Cheryl Jones, Black Education Strategy Roundtable

“This is a great start toward reforming our education system and moving our children into a learning environment that puts their futures as a priority in our state.  As we work together to implement HB 2261, we are encouraged that all children will have access to a quality education and that we will continually work toward closing the achievement gap for minority and low income children.”

Jon Gould, Children’s Alliance and Early Learning Action Alliance

“We applaud the Senate for their historic vote today modernizing the definition of basic education. We thank Senators for including early learning in basic education and recognizing that smart investments in early learning yield positive returns for families and communities across Washington State. In these tough times, this farsighted policy puts early childhood education on a stronger footing for future growth. It’s a great day for children in Washington.”

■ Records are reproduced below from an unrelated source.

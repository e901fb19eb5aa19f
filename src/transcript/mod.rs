//! Transcript module for lrcsync.
//!
//! Parses timestamped transcript text into ordered, timed lines.
//!
//! # Formats
//!
//! - **LRC**: `[mm:ss.xx]` markers, optionally with an hours field.
//! - **SRT**: numbered SubRip cues with `hh:mm:ss,mmm` start/end stamps.
//!
//! Use [`parse_document`] to pick the format automatically.

mod models;
pub mod parsers;
mod timecode;

pub use models::{Document, LineModel, RowSpan, TranscriptFormat};
pub use parsers::{detect, parse_document, scores, FormatParser, LrcParser, SrtParser};
pub use timecode::TimeCode;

Chris Korsmo, Executive Director, League of Education Voters

“We’re one step closer to making history for one million public school kids in our state.  These reforms take advantage of the latest evidence-based research to improve academic achievement for children.  Early learning, stronger graduation requirements and a longer school day will better prepare our kids for school and for life.

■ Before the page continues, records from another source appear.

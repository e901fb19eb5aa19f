//! lrcsync - lyrics that follow the audio
//!
//! Parses timestamped transcripts and keeps a rendered view in step with an
//! external playback clock.
//!
//! # Overview
//!
//! - Parse LRC (`[mm:ss.xx]`) and SRT (SubRip) transcripts, picking the
//!   format by counting the timestamps each one recognizes
//! - Find the line active at any playback time
//! - Drive highlight, scroll and sentence-mode pause effects from player
//!   time updates
//! - Map every parsed line back to the rows of the note it came from
//!
//! # Architecture
//!
//! - `transcript` - Timecodes, line models, format parsers and dispatch
//! - `sync` - Interval search and the highlight state machine
//! - `source` - Note blocks, media directives and source offsets
//! - `render` - Per-line rendering assembled in document order
//! - `session` - One view bound to one player, fed by an event channel
//! - `config` - Settings file
//!
//! # Example
//!
//! ```rust
//! use lrcsync::sync::SyncIndex;
//! use lrcsync::transcript::{parse_document, TimeCode};
//!
//! let document = parse_document("[00:01.00]Hello\n[00:03.50]World");
//! let index = SyncIndex::from_document(&document);
//!
//! let entry = index.find(TimeCode::from_millis(2000)).unwrap();
//! assert_eq!(document.lines[index.lines_of(entry)[0]].text, "Hello");
//! ```

pub mod cli;
pub mod config;
pub mod error;
pub mod render;
pub mod session;
pub mod source;
pub mod sync;
pub mod transcript;

pub use error::{LrcsyncError, Result};
use std::error::Error;
use std::path::PathBuf;

use clap::Args;
use crunch_stats::{aggregate, render_tables, StatsConfig, TableFormat};

#[derive(Args, Debug)]
pub struct StatsArgs {
    /// YAML configuration listing algorithms, datasets and tag.
    #[arg(long)]
    pub config: Option<PathBuf>,
    /// Result directory, overriding the configuration.
    #[arg(long)]
    pub results: Option<PathBuf>,
    /// Table format: plain, latex or csv.
    #[arg(long, default_value_t = TableFormat::Plain)]
    pub format: TableFormat,
}

pub fn run(args: &StatsArgs) -> Result<(), Box<dyn Error>> {
    let mut config = match &args.config {
        Some(path) => StatsConfig::load(path)?,
        None => StatsConfig::default(),
    };
    if let Some(results) = &args.results {
        config.results = results.clone();
    }
    let tables = aggregate(&config)?;
    print!("{}", render_tables(&tables, args.format)?);
    Ok(())
}
use std::fs;

use crunch_jobs::{plan, JobSpec, JobWriter, JobsConfig, Selection, SlurmTemplate, Step, Suite};

#[test]
fn rewriting_a_job_overwrites_its_file() {
    let dir = tempfile::tempdir().unwrap();
    let mut writer = JobWriter::new(SlurmTemplate::default(), dir.path(), Vec::new());
    let first = JobSpec::new("jobs/same", vec![Step::bench("first.js")], "1:00:00");
    let second = JobSpec::new("jobs/same", vec![Step::bench("second.js")], "2:00:00");

    let path = writer.write_job(&first).unwrap();
    assert!(fs::read_to_string(&path).unwrap().contains("first.js"));
    let again = writer.write_job(&second).unwrap();
    assert_eq!(path, again);

    let text = fs::read_to_string(&path).unwrap();
    assert!(text.contains("second.js"));
    assert!(!text.contains("first.js"));
    assert!(text.contains("#SBATCH --time=2:00:00"));
}

#[test]
fn suite_plan_round_trips_through_writer() {
    let dir = tempfile::tempdir().unwrap();
    let yaml = dir.path().join("jobs.yaml");
    fs::write(
        &yaml,
        "algorithms: [RGA]\ndirs:\n  results: out\nlinear:\n  datasets: [Jesus]\n  repeats: 3\n",
    )
    .unwrap();
    let config = JobsConfig::load(&yaml).unwrap();

    let mut writer = JobWriter::new(config.template.clone(), dir.path(), Vec::new());
    for suite in [Suite::Linear, Suite::WikiFetch] {
        for entry in plan(suite, &config, &Selection::default()) {
            writer.emit(&entry).unwrap();
        }
    }
    assert_eq!(writer.manifest().len(), 1);
    let submit = String::from_utf8(writer.finish().unwrap()).unwrap();
    let lines: Vec<&str> = submit.lines().collect();
    assert_eq!(lines[0], "#!/bin/sh");
    assert_eq!(lines[1], "sbatch jobs/linear-RGA-Jesus");
    assert_eq!(lines.len(), 2 + 2 * 10);
    assert_eq!(lines.iter().filter(|line| line.starts_with("#!")).count(), 1);

    let job = fs::read_to_string(dir.path().join("jobs/linear-RGA-Jesus")).unwrap();
    assert!(job.contains(
        "~/.nvm/versions/node/v15.0.1/bin/node --expose-gc bench/linear-time.js -c RGA -d Jesus -n 3 > out/RGA-Jesus && \\\n"
    ));
}
use std::fs;
use std::path::{Path, PathBuf};

use crunch_core::{from_yaml_slice, CrunchError};
use log::{debug, info};
use serde::{Deserialize, Serialize};

use crate::summary::Summary;
use crate::table::{Row, Table};
use crate::timing::{load_times, result_path, Side};

/// Which result files to summarise.
#[derive(Debug, Clone, PartialEq, Eq, Serialize, Deserialize)]
#[serde(default)]
pub struct StatsConfig {
    /// Row order of every table.
    pub algorithms: Vec<String>,
    /// One table per dataset.
    pub datasets: Vec<String>,
    /// Run tag embedded in result file names (trace length).
    pub tag: String,
    /// Directory holding the result files.
    pub results: PathBuf,
}

impl Default for StatsConfig {
    fn default() -> Self {
        let strings = |values: &[&str]| values.iter().map(|v| v.to_string()).collect();
        Self {
            algorithms: strings(&[
                "Automerge+WASM",
                "Automerge",
                "Yjs",
                "RGA",
                "Logoot",
                "LSEQ",
                "Treedoc",
                "Woot",
                "DLS",
            ]),
            datasets: strings(&[
                "ap",
                "george-bush.json",
                "jesus.json",
                "wikipedia.json",
                "united-states.json",
            ]),
            tag: "25k".to_string(),
            results: PathBuf::from("res"),
        }
    }
}

impl StatsConfig {
    /// Loads a YAML configuration; absent keys keep their defaults.
    pub fn load(path: &Path) -> Result<Self, CrunchError> {
        let bytes = fs::read(path).map_err(|err| CrunchError::io("config-read", path, err))?;
        from_yaml_slice(&bytes)
    }
}

fn summarise(config: &StatsConfig, alg: &str, dataset: &str, side: Side) -> Result<Summary, CrunchError> {
    let path = result_path(&config.results, alg, dataset, &config.tag, side);
    debug!("reading {}", path.display());
    let times = load_times(&path)?;
    Summary::from_times(&times).map_err(|err| err.at_path(&path))
}

/// Builds one table per configured dataset. Any missing or short result aborts.
pub fn aggregate(config: &StatsConfig) -> Result<Vec<Table>, CrunchError> {
    let mut tables = Vec::with_capacity(config.datasets.len());
    for dataset in &config.datasets {
        let mut rows = Vec::with_capacity(config.algorithms.len());
        for alg in &config.algorithms {
            rows.push(Row {
                name: alg.clone(),
                local: summarise(config, alg, dataset, Side::Local)?,
                remote: summarise(config, alg, dataset, Side::Remote)?,
            });
        }
        info!("{}: {} algorithms summarised", dataset, rows.len());
        tables.push(Table {
            dataset: dataset.clone(),
            rows,
        });
    }
    Ok(tables)
}

#[cfg(test)]
mod tests {
    use super::*;

    #[test]
    fn defaults_cover_published_tables() {
        let config: StatsConfig = from_yaml_slice(b"tag: 10k\n").unwrap();
        assert_eq!(config.tag, "10k");
        assert_eq!(config.algorithms.len(), 9);
        assert_eq!(config.algorithms[0], "Automerge+WASM");
        assert_eq!(config.datasets[0], "ap");
        assert_eq!(config.results, PathBuf::from("res"));
    }
}
//! Error type shared by the crunch crates.
//!
//! Every failure is a [`CrunchError`] family wrapping an [`ErrorInfo`]. The
//! code is what callers and tests match on; the message is free text.

use std::collections::BTreeMap;
use std::fmt::{self, Display};
use std::path::Path;

use serde::{Deserialize, Serialize};
use thiserror::Error;

/// Code, message and key/value context of a failure.
#[derive(Debug, Clone, PartialEq, Eq, Serialize, Deserialize)]
pub struct ErrorInfo {
    /// Kebab-case identifier such as `insufficient-samples`.
    pub code: String,
    /// Free text.
    pub message: String,
    /// Commit ids, result paths, suite names.
    #[serde(default)]
    pub context: BTreeMap<String, String>,
    /// What the operator can try next.
    #[serde(skip_serializing_if = "Option::is_none")]
    pub hint: Option<String>,
}

impl ErrorInfo {
    /// Payload with no context and no hint.
    pub fn new(code: impl Into<String>, message: impl Into<String>) -> Self {
        Self {
            code: code.into(),
            message: message.into(),
            context: BTreeMap::new(),
            hint: None,
        }
    }

    /// Records `key=value`; a repeated key keeps the latest value.
    pub fn with_context(mut self, key: impl Into<String>, value: impl Into<String>) -> Self {
        self.context.insert(key.into(), value.into());
        self
    }

    /// Sets the hint.
    pub fn with_hint(mut self, hint: impl Into<String>) -> Self {
        self.hint = Some(hint.into());
        self
    }
}

// `message (code: c) | context: [k=v, ...] | hint: h`
impl Display for ErrorInfo {
    fn fmt(&self, f: &mut fmt::Formatter<'_>) -> fmt::Result {
        write!(f, "{} (code: {})", self.message, self.code)?;
        if !self.context.is_empty() {
            let pairs: Vec<String> = self
                .context
                .iter()
                .map(|(key, value)| format!("{key}={value}"))
                .collect();
            write!(f, " | context: [{}]", pairs.join(", "))?;
        }
        match &self.hint {
            Some(hint) => write!(f, " | hint: {hint}"),
            None => Ok(()),
        }
    }
}

/// Failure families of the crunch tooling.
#[derive(Debug, Clone, PartialEq, Eq, Serialize, Deserialize, Error)]
#[serde(tag = "family", content = "detail")]
pub enum CrunchError {
    /// Missing result files, unwritable job or blob directories.
    #[error("io error: {0}")]
    Io(ErrorInfo),
    /// Malformed JSON/YAML: order files, configs, API responses.
    #[error("serde error: {0}")]
    Serde(ErrorInfo),
    /// Repository lookups and unresolvable parent blobs.
    #[error("git error: {0}")]
    Git(ErrorInfo),
    /// Wikipedia API requests.
    #[error("http error: {0}")]
    Http(ErrorInfo),
    /// Bad command line arguments or operator answers.
    #[error("input error: {0}")]
    Input(ErrorInfo),
    /// Summaries over too few timing samples.
    #[error("stats error: {0}")]
    Stats(ErrorInfo),
}

impl CrunchError {
    /// Payload of any family.
    pub fn info(&self) -> &ErrorInfo {
        match self {
            Self::Io(info)
            | Self::Serde(info)
            | Self::Git(info)
            | Self::Http(info)
            | Self::Input(info)
            | Self::Stats(info) => info,
        }
    }

    fn info_mut(&mut self) -> &mut ErrorInfo {
        match self {
            Self::Io(info)
            | Self::Serde(info)
            | Self::Git(info)
            | Self::Http(info)
            | Self::Input(info)
            | Self::Stats(info) => info,
        }
    }

    /// Filesystem failure on `path`.
    pub fn io(code: &str, path: &Path, err: impl ToString) -> Self {
        Self::Io(ErrorInfo::new(code, err.to_string()).with_context("path", path.display().to_string()))
    }

    /// Same family and code, with `path` added to the context.
    pub fn at_path(mut self, path: &Path) -> Self {
        self.info_mut()
            .context
            .insert("path".to_string(), path.display().to_string());
        self
    }
}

Including early learning in basic education will mean more children will start school ready to succeed and prevent the achievement gap from occurring.  This is the best investment we can make to improve outcomes for children.”

Shannon Campion, Executive Director, Washington Stand for Children

“This is an historic vote for Washington’s children.  Legislators today demonstrated that even during an economic crisis, we can stay focused on, and make marked progress toward, our vision of a world-class education system for all Washington’s children.”

Jennifer Boutell, Parent, Tacoma Public Schools

“Tacoma desperately needs these reforms.  My hope is that by the time my girls reach high school, the public school system will be able to prepare them for the 21st century economy.”

Terry Byington, Executive Director, TechAmerica

“In future years we’ll look back on this watershed moment and be thankful the Legislature took this stand to support students.”

Laura Bay, President, Washington State PTA

“Today is a great day for the children of Washington.  The Senate’s passage of HB 2261 is an important next step to set the State of Washington on the road toward fulfilling its constitutional obligation to provide ample funding for the education of all children.   We are on our way to fulfilling the goal of providing the education system we need to educate our children for success in today’s world.   Many legislators along with a strong coalition of education advocates, including volunteer PTA members from across the state have worked tirelessly in support of this effort.  We applaud the efforts and the courage of those who crafted this legislation and those who have voted for it. 

Having said that, we must all recognize that the fight is not yet won, because the bill now goes back to the House of Representatives for concurrence, and then to the Governor for her approval.  We encourage both the House and the Governor to take swift action because our kids can’t wait.”